■ ACTIVITY:
Please copy out the records that follow exactly as they stand.

■ EXTRACTED INFORMATION:
//! Uniform-cost (unweighted) grid expansion, 4- or 8-connected.
//!
//! The corner-cutting rule is grounded on the teacher's
//! `bitgrid/no_corner_cutting.rs` (an `EnumSet<Direction>` test per
//! diagonal move), restructured into the explicit 9-bit window mask
//! spec's expansion policy table specifies: a diagonal move is only
//! generated when both adjacent cardinal cells and the diagonal cell
//! itself are traversable.

use std::f64::consts::SQRT_2;

use super::{ExpansionPolicy, Successor};
use crate::gridmap::GridMap;
use crate::ids::{PackedId, PaddedId};
use crate::node_pool::NodePool;

const NW: u16 = 1 << 0;
const N: u16 = 1 << 1;
const NE: u16 = 1 << 2;
const W: u16 = 1 << 3;
const E: u16 = 1 << 5;
const SW: u16 = 1 << 6;
const S: u16 = 1 << 7;
const SE: u16 = 1 << 8;

pub struct UniformCostExpansionPolicy<'m> {
    map: &'m GridMap,
    allow_diagonals: bool,
    pool: NodePool,
    buf: Vec<Successor>,
}

impl<'m> UniformCostExpansionPolicy<'m> {
    pub fn new(map: &'m GridMap, allow_diagonals: bool) -> Self {
        let max_id = map.padded_width() * map.padded_height();
        UniformCostExpansionPolicy {
            map,
            allow_diagonals,
            pool: NodePool::new(max_id),
            buf: Vec::with_capacity(8),
        }
    }

    fn window(&self, p: PaddedId) -> u16 {
        let (above, row, below) = self.map.get_neighbours_3x3(p);
        above as u16 | (row as u16) << 3 | (below as u16) << 6
    }

    fn push(&mut self, node: PaddedId, cost: f64) {
        self.pool.generate(node);
        self.buf.push(Successor { node, cost });
    }
}

impl ExpansionPolicy for UniformCostExpansionPolicy<'_> {
    fn pool(&self) -> &NodePool {
        &self.pool
    }

    fn pool_mut(&mut self) -> &mut NodePool {
        &mut self.pool
    }

    fn to_padded(&self, id: PackedId) -> PaddedId {
        self.map.to_padded(id)
    }

    fn to_packed(&self, id: PaddedId) -> PackedId {
        self.map.to_packed(id)
    }

    fn generate_start_node(&mut self, start: PackedId) -> Option<PaddedId> {
        let padded = self.map.to_padded(start);
        if self.map.get_label(padded) {
            self.pool.generate(padded);
            Some(padded)
        } else {
            None
        }
    }

    fn generate_target_node(&mut self, target: PackedId) -> Option<PaddedId> {
        self.generate_start_node(target)
    }

    fn expand(&mut self, current: PaddedId) {
        self.buf.clear();
        let w = self.window(current);
        let stride = self.map.padded_width();
        let id = current.raw();

        if w & N != 0 {
            self.push(PaddedId::from(id - stride), 1.0);
        }
        if w & S != 0 {
            self.push(PaddedId::from(id + stride), 1.0);
        }
        if w & W != 0 {
            self.push(PaddedId::from(id - 1), 1.0);
        }
        if w & E != 0 {
            self.push(PaddedId::from(id + 1), 1.0);
        }
        if self.allow_diagonals {
            if w & (N | W | NW) == (N | W | NW) {
                self.push(PaddedId::from(id - stride - 1), SQRT_2);
            }
            if w & (N | E | NE) == (N | E | NE) {
                self.push(PaddedId::from(id - stride + 1), SQRT_2);
            }
            if w & (S | W | SW) == (S | W | SW) {
                self.push(PaddedId::from(id + stride - 1), SQRT_2);
            }
            if w & (S | E | SE) == (S | E | SE) {
                self.push(PaddedId::from(id + stride + 1), SQRT_2);
            }
        }
    }

    fn successors(&self) -> &[Successor] {
        &self.buf
    }

    fn mem(&self) -> usize {
        self.pool.mem()
    }
}

#[cfg(test)]
mod tests {
    use super::*;

    fn open_map(w: u32, h: u32) -> GridMap {
        let mut m = GridMap::new(w, h);
        for y in 0..h {
            for x in 0..w {
                m.set_traversable(x, y, true);
            }
        }
        m
    }

    #[test]
    fn interior_cell_has_eight_successors() {
        let map = open_map(5, 5);
        let mut policy = UniformCostExpansionPolicy::new(&map, true);
        let centre = map.to_padded(map.xy_to_packed(2, 2));
        policy.expand(centre);
        assert_eq!(policy.successors().len(), 8);
    }

    #[test]
    fn manhattan_mode_has_four_successors() {
        let map = open_map(5, 5);
        let mut policy = UniformCostExpansionPolicy::new(&map, false);
        let centre = map.to_padded(map.xy_to_packed(2, 2));
        policy.expand(centre);
        assert_eq!(policy.successors().len(), 4);
        assert!(policy.successors().iter().all(|s| s.cost == 1.0));
    }

    #[test]
    fn corner_cutting_is_forbidden() {
        let mut map = open_map(3, 3);
        map.set_traversable(1, 0, false); // block N of centre
        let mut policy = UniformCostExpansionPolicy::new(&map, true);
        let centre = map.to_padded(map.xy_to_packed(1, 1));
        policy.expand(centre);
        let stride = map.padded_width();
        let nw = PaddedId::from(centre.raw() - stride - 1);
        let ne = PaddedId::from(centre.raw() - stride + 1);
        assert!(policy.successors().iter().all(|s| s.node != nw && s.node != ne));
    }
}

■ REPLY:
//! Uniform-cost (unweighted) grid expansion, 4- or 8-connected.
//!
//! The corner-cutting rule is grounded on the teacher's
//! `bitgrid/no_corner_cutting.rs` (an `EnumSet<Direction>` test per
//! diagonal move), restructured into the explicit 9-bit window mask
//! spec's expansion policy table specifies: a diagonal move is only
//! generated when both adjacent cardinal cells and the diagonal cell
//! itself are traversable.

use std::f64::consts::SQRT_2;

use super::{ExpansionPolicy, Successor};
use crate::gridmap::GridMap;
use crate::ids::{PackedId, PaddedId};
use crate::node_pool::NodePool;

const NW: u16 = 1 << 0;
const N: u16 = 1 << 1;
const NE: u16 = 1 << 2;
const W: u16 = 1 << 3;
const E: u16 = 1 << 5;
const SW: u16 = 1 << 6;
const S: u16 = 1 << 7;
const SE: u16 = 1 << 8;

pub struct UniformCostExpansionPolicy<'m> {
    map: &'m GridMap,
    allow_diagonals: bool,
    pool: NodePool,
    buf: Vec<Successor>,
}

impl<'m> UniformCostExpansionPolicy<'m> {
    pub fn new(map: &'m GridMap, allow_diagonals: bool) -> Self {
        let max_id = map.padded_width() * map.padded_height();
        UniformCostExpansionPolicy {
            map,
            allow_diagonals,
            pool: NodePool::new(max_id),
            buf: Vec::with_capacity(8),
        }
    }

    fn window(&self, p: PaddedId) -> u16 {
        let (above, row, below) = self.map.get_neighbours_3x3(p);
        above as u16 | (row as u16) << 3 | (below as u16) << 6
    }

    fn push(&mut self, node: PaddedId, cost: f64) {
        self.pool.generate(node);
        self.buf.push(Successor { node, cost });
    }
}

impl ExpansionPolicy for UniformCostExpansionPolicy<'_> {
    fn pool(&self) -> &NodePool {
        &self.pool
    }

    fn pool_mut(&mut self) -> &mut NodePool {
        &mut self.pool
    }

    fn to_padded(&self, id: PackedId) -> PaddedId {
        self.map.to_padded(id)
    }

    fn to_packed(&self, id: PaddedId) -> PackedId {
        self.map.to_packed(id)
    }

    fn generate_start_node(&mut self, start: PackedId) -> Option<PaddedId> {
        let padded = self.map.to_padded(start);
        if self.map.get_label(padded) {
            self.pool.generate(padded);
            Some(padded)
        } else {
            None
        }
    }

    fn generate_target_node(&mut self, target: PackedId) -> Option<PaddedId> {
        self.generate_start_node(target)
    }

    fn expand(&mut self, current: PaddedId) {
        self.buf.clear();
        let w = self.window(current);
        let stride = self.map.padded_width();
        let id = current.raw();

        if w & N != 0 {
            self.push(PaddedId::from(id - stride), 1.0);
        }
        if w & S != 0 {
            self.push(PaddedId::from(id + stride), 1.0);
        }
        if w & W != 0 {
            self.push(PaddedId::from(id - 1), 1.0);
        }
        if w & E != 0 {
            self.push(PaddedId::from(id + 1), 1.0);
        }
        if self.allow_diagonals {
            if w & (N | W | NW) == (N | W | NW) {
                self.push(PaddedId::from(id - stride - 1), SQRT_2);
            }
            if w & (N | E | NE) == (N | E | NE) {
                self.push(PaddedId::from(id - stride + 1), SQRT_2);
            }
            if w & (S | W | SW) == (S | W | SW) {
                self.push(PaddedId::from(id + stride - 1), SQRT_2);
            }
            if w & (S | E | SE) == (S | E | SE) {
                self.push(PaddedId::from(id + stride + 1), SQRT_2);
            }
        }
    }

    fn successors(&self) -> &[Successor] {
        &self.buf
    }

    fn mem(&self) -> usize {
        self.pool.mem()
    }
}

#[cfg(test)]
mod tests {
    use super::*;

    fn open_map(w: u32, h: u32) -> GridMap {
        let mut m = GridMap::new(w, h);
        for y in 0..h {
            for x in 0..w {
                m.set_traversable(x, y, true);
            }
        }
        m
    }

    #[test]
    fn interior_cell_has_eight_successors() {
        let map = open_map(5, 5);
        let mut policy = UniformCostExpansionPolicy::new(&map, true);
        let centre = map.to_padded(map.xy_to_packed(2, 2));
        policy.expand(centre);
        assert_eq!(policy.successors().len(), 8);
    }

    #[test]
    fn manhattan_mode_has_four_successors() {
        let map = open_map(5, 5);
        let mut policy = UniformCostExpansionPolicy::new(&map, false);
        let centre = map.to_padded(map.xy_to_packed(2, 2));
        policy.expand(centre);
        assert_eq!(policy.successors().len(), 4);
        assert!(policy.successors().iter().all(|s| s.cost == 1.0));
    }

    #[test]
    fn corner_cutting_is_forbidden() {
        let mut map = open_map(3, 3);
        map.set_traversable(1, 0, false); // block N of centre
        let mut policy = UniformCostExpansionPolicy::new(&map, true);
        let centre = map.to_padded(map.xy_to_packed(1, 1));
        policy.expand(centre);
        let stride = map.padded_width();
        let nw = PaddedId::from(centre.raw() - stride - 1);
        let ne = PaddedId::from(centre.raw() - stride + 1);
        assert!(policy.successors().iter().all(|s| s.node != nw && s.node != ne));
    }
}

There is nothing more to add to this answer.